1. The free version is too limited. It’s virtually unusable as anything other than a fancy XML editor. Activating the “Community Edition” actually disables very basic features that would otherwise be available during a 30-day trial period!
2. The cost of the cheapest paid-for version of the product is far too high. Certainly the product is very pretty and very capable, but there are cheaper tools that are almost as good – in some cases entirely free tools.
This product proves that “FREE” is not a guaranteed sales tool.
I never said it was easy. But it doesn’t have to be difficult, and it certainly is not impossible.
The Ubiquitous : “Miscellaneous”
Commercial software made available in a free edition is a sales technique that can be found in just about every corner of IT, and is perhaps most evident in the “serious” tools space where we find the likes of VM Ware and Perforce. Even Oracle for crying out loud!
I’ve not compiled a hugely extensive list of examples, I admit. But then I’ve not deliberately sought to find these examples. They are ones that I have had direct, incidental experience of in recent months or years.
In fact, when I think back much further than that, I think it’s fair to say that “free” software is in fact a relatively new phenomenon, and one that has proven very successful for those that have done it right.
I hate to say it, but now that the initial excitement has worn off, Embarcadero are starting look like a bit of a dinosaur compared to the other players in the market.
I think it would be interesting to compile a list of what we think of as successful software products that are available in free editions. By which I mean free and freely usable, i.e. without any onerous restrictions that essentially renders them as little more than trial editions that aren’t practically usable for their intended purpose and which are unlikely to give a positive user experience that might tempt someone to purchase the paid-for version.
Some people have asked “Why should we get a free/cheap version of Delphi?” or suggested that Embarcadero can’t afford it.
I suggest that it’s actually the other way around.
We should ask “Why shouldn’t we have a free/cheap version of Delphi available?” and that Embarcadero simply cannot afford not to.
Ask Not For Whom The Bell Tolls…
By way of footnote, I found it interesting that another blog recently used a part of this quote – the subject of the post was also discussing the need for a free/cheap edition of Delphi. It struck a particular chord with me.

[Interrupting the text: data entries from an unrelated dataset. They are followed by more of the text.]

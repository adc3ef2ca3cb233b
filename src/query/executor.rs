//! Query Executor
//!
//! Runs one statement against one data source and records the attempt.
//! Driver failures (connectivity, SQL, timeout) come back as a failed
//! [`QueryResponse`]; anything else is recorded and then raised as
//! [`QueryHubError::Unexpected`].

use crate::database::connection::{release, Connector};
use crate::database::datasource::{ConnectTarget, CredentialStore, DataSourceConnection, Principal};
use crate::error::{QueryHubError, Result};
use crate::query::history::{ExecutionLog, ExecutionRecord, ExecutionStatus};
use crate::query::result::{QueryResponse, StatementOutcome};
use crate::query::sql::{apply_parameters, apply_row_limit};
use chrono::Utc;
use serde_json::{Map, Value};
use std::sync::Arc;
use std::time::{Duration, Instant};
use tracing::{info, warn};
use uuid::Uuid;

/// Extra time granted to the driver's own timeout before the session is
/// abandoned.
const TIMEOUT_GRACE: Duration = Duration::from_secs(5);

/// A fully resolved execution request
#[derive(Debug, Clone)]
pub struct ExecutionPlan {
    pub sql: String,
    pub parameters: Map<String, Value>,
    /// Row cap; `None` reads every row
    pub limit: Option<u64>,
    pub timeout: Duration,
}

impl ExecutionPlan {
    /// The statement that will reach the driver
    pub fn final_sql(&self, source: &DataSourceConnection) -> String {
        let sql = apply_parameters(&self.sql, &self.parameters);
        match self.limit {
            Some(limit) => apply_row_limit(source.kind, &sql, limit),
            None => sql,
        }
    }
}

pub struct QueryExecutor {
    connector: Arc<dyn Connector>,
    credentials: Arc<dyn CredentialStore>,
    log: Arc<dyn ExecutionLog>,
    connect_timeout: Duration,
}

impl QueryExecutor {
    pub fn new(
        connector: Arc<dyn Connector>,
        credentials: Arc<dyn CredentialStore>,
        log: Arc<dyn ExecutionLog>,
        connect_timeout: Duration,
    ) -> Self {
        Self {
            connector,
            credentials,
            log,
            connect_timeout,
        }
    }

    /// Execute `plan` against `source` and record exactly one execution.
    pub async fn execute(
        &self,
        source: &DataSourceConnection,
        principal: &Principal,
        plan: &ExecutionPlan,
    ) -> Result<QueryResponse> {
        let started = Instant::now();
        let executed_at = Utc::now();
        let sql_text = plan.final_sql(source);

        let outcome = self.attempt(source, principal, &sql_text, plan).await;
        let elapsed_ms = started.elapsed().as_millis() as u64;

        let mut response = QueryResponse {
            execution_id: Uuid::new_v4(),
            status: ExecutionStatus::Success,
            columns: None,
            rows: None,
            rows_returned: 0,
            elapsed_ms,
            error_message: None,
        };
        let mut fatal = None;

        match outcome {
            Ok(StatementOutcome::Rows(mut table)) => {
                if let Some(limit) = plan.limit {
                    table.rows.truncate(limit as usize);
                }
                response.rows_returned = table.rows.len() as u64;
                response.columns = Some(table.columns);
                response.rows = Some(table.rows);
            }
            Ok(StatementOutcome::Affected(count)) => {
                response.rows_returned = count;
                response.columns = Some(Vec::new());
                response.rows = Some(Vec::new());
            }
            Err(e) if e.is_timeout() => {
                response.status = ExecutionStatus::TimedOut;
                response.error_message = Some(e.to_string());
            }
            Err(e) if e.is_driver_failure() => {
                response.status = ExecutionStatus::Failed;
                response.error_message = Some(e.to_string());
            }
            Err(e) => {
                let detail = match e {
                    QueryHubError::Unexpected(detail) => detail,
                    other => other.to_string(),
                };
                let raised = QueryHubError::Unexpected(detail);
                response.status = ExecutionStatus::Failed;
                response.error_message = Some(raised.to_string());
                fatal = Some(raised);
            }
        }

        let record = ExecutionRecord {
            id: response.execution_id,
            data_source_id: source.id,
            owner: principal.clone(),
            sql_text,
            status: response.status,
            elapsed_ms,
            rows: response.rows_returned,
            error_message: response.error_message.clone(),
            executed_at,
            saved_query_id: None,
        };
        self.log.record(&record).await?;

        match response.status {
            ExecutionStatus::Success => info!(
                execution = %record.id,
                data_source = %source.id,
                rows = record.rows,
                elapsed_ms,
                "query executed"
            ),
            status => warn!(
                execution = %record.id,
                data_source = %source.id,
                %status,
                elapsed_ms,
                error = record.error_message.as_deref().unwrap_or_default(),
                "query failed"
            ),
        }

        match fatal {
            Some(err) => Err(err),
            None => Ok(response),
        }
    }

    async fn attempt(
        &self,
        source: &DataSourceConnection,
        principal: &Principal,
        sql: &str,
        plan: &ExecutionPlan,
    ) -> Result<StatementOutcome> {
        let credentials = self
            .credentials
            .credentials(source, principal)
            .await
            .map_err(|e| QueryHubError::Connectivity(format!("credentials unavailable: {}", e)))?;
        let target = ConnectTarget::new(source, credentials);

        let mut session = self.connector.connect(&target, self.connect_timeout).await?;
        let max_rows = plan.limit.map(|limit| limit as usize);

        let guarded = tokio::time::timeout(
            plan.timeout.saturating_add(TIMEOUT_GRACE),
            session.run(sql, max_rows, plan.timeout),
        ).await;
        match guarded {
            Ok(outcome) => {
                release(session).await;
                outcome
            }
            Err(_) => {
                warn!(data_source = %source.id, "driver ignored statement timeout, abandoning connection");
                drop(session);
                Err(QueryHubError::Timeout(plan.timeout))
            }
        }
    }
}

This very famous quote comes from a poem by John Donne, one time rector of a church in a small village in Bedfordshire in the UK called “Blunham”. There are two pubs in that village (at one time there were 8!). If you are ever in the area do stop by The Salutation and say hi to the current landlady (Vicky) and the regulars.
Tell them “Bill” sent you – my wife and I took a career break and ran that pub for nearly two years before we emigrated to New Zealand where we resumed our careers in IT and accounting respectively.
What’s the point?
Well, as is common practice in the pub trade in the UK, I would regularly invite a customer to “Have this one on me”. It cost me the profit on a pint, but the customer would more often than not return the favour, except of course that they would also join me, repaying my lost profit on one pint with profit on two (or possibly more if others joined the round).
Mostly that practice is about fostering a sense of community and friendship, not generating cold, hard revenue – but the two go hand-in-hand more often than you might think.